Husserl, Idées directrices pour une phénoménologie, 1913, Troisième section, Chapitre III, § 88, trad. Paul Ricoeur, pp. 182-183 de l'édition allemande, tel Gallimard, p. 306-308.
"Faisons ici, sur les traces de Descartes, le grand retour sur soi-même qui, correctement accompli, mène à la subjectivité transcendantales : le retour à l'ego cogito, domaine ultime et apodictiquement certaine sur lequel doit être fondée toute philosophie radicale. […]
Le monde perçu dans cette vie réflexive est, en un certain sens, toujours là pour moi; il est perçu comme auparavant, avec le contenu qui, en chaque cas, lui est propre. Il continue de m'apparaître comme il m'apparaissait jusque-là ; mais, dans l'attitude réflexive qui m'est propre en tant que philosophe, je n'effectue plus l'acte de croyance existentielle de l'expérience naturelle ; je n'admets plus cette croyance comme valable, bien que, en même temps, elle soit toujours là et soit même saisie par le regard de l'attention. […]
Par conséquent, cette universelle mise hors valeur, cette « inhibition », cette « mise hors jeu » de toutes les attitudes que nous pouvons prendre vis-à-vis du monde objectif - et d'abord des attitudes concernant: existence, apparence, existence possible, hypothétique, probable et autres, - ou encore, comme on a coutume de dire : cette « épochè phénoménologique », cette « mise entre parenthèses » du monde objectif, ne nous placent pas devant un pur néant. […]

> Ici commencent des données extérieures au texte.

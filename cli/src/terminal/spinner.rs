use std::io::Write;
use std::sync::OnceLock;
use std::time::Duration;

use indicatif::{ProgressBar, ProgressStyle};

static SPINNER: OnceLock<ProgressBar> = OnceLock::new();

const TICK_STRINGS: &[&str] = &[
    "▁▁▁▁▁",
    "▁▂▂▂▁",
    "▁▄▂▄▁",
    "▂▄▆▄▂",
    "▄▆█▆▄",
    "▂▄▆▄▂",
    "▁▄▂▄▁",
    "▁▂▂▂▁",
];

fn get_spinner() -> &'static ProgressBar {
    SPINNER.get_or_init(init_spinner)
}

fn init_spinner() -> ProgressBar {
    let pb = ProgressBar::new_spinner();
    if let Ok(style) = ProgressStyle::with_template("{spinner:.blue} {msg}") {
        pb.set_style(style.tick_strings(TICK_STRINGS));
    }
    pb
}

/// Spinner shown while a request is in flight. Cleared on drop.
pub struct SpinnerGuard {
    active: bool,
}

pub fn start(msg: String, q_level: u8) -> SpinnerGuard {
    if q_level > 0 {
        return SpinnerGuard { active: false };
    }
    let pb = get_spinner();
    pb.set_message(msg);
    pb.enable_steady_tick(Duration::from_millis(100));
    SpinnerGuard { active: true }
}

impl Drop for SpinnerGuard {
    fn drop(&mut self) {
        if self.active
            && let Some(pb) = SPINNER.get()
        {
            pb.disable_steady_tick();
            pb.finish_and_clear();
        }
    }
}

/// Routes log output around the spinner so lines are not torn by redraws.
pub struct SpinnerWriter;

impl Write for SpinnerWriter {
    fn write(&mut self, buf: &[u8]) -> std::io::Result<usize> {
        match SPINNER.get() {
            Some(pb) if !pb.is_finished() => pb.suspend(|| std::io::stderr().write_all(buf))?,
            _ => std::io::stderr().write_all(buf)?,
        }
        Ok(buf.len())
    }

    fn flush(&mut self) -> std::io::Result<()> {
        std::io::stderr().flush()
    }
}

On peut dire aussi que l'épochè est la méthode universelle et radicale par laquelle je me saisis comme moi pur, avec la vie de conscience pure qui m'est propre, vie dans et par laquelle le monde objectif tout entier existe pour moi, tel justement qu'il existe pour mois. Tout ce qui est « monde », tout être spatial et temporel existe pour moi, c'est-à-dire vaut pour moi, du fait même que j'en fais l'expérience, le perçois, le remémore, y pense de quelque manière, porte sur lui des jugements d'existence ou de valeur, le désire, et ainsi de suite. Tout cela, Descartes le désigne, on le sait, par le terme de cogito. À vrai dire, le monde n'est pas pour moi autre chose que ce qui existe et vaut pour ma conscience dans son pareil cogito."
Husserl, Méditations cartésiennes, 1929, trad. Pfeiffer et Lévinas, Vrin, 1969, p. 16-18.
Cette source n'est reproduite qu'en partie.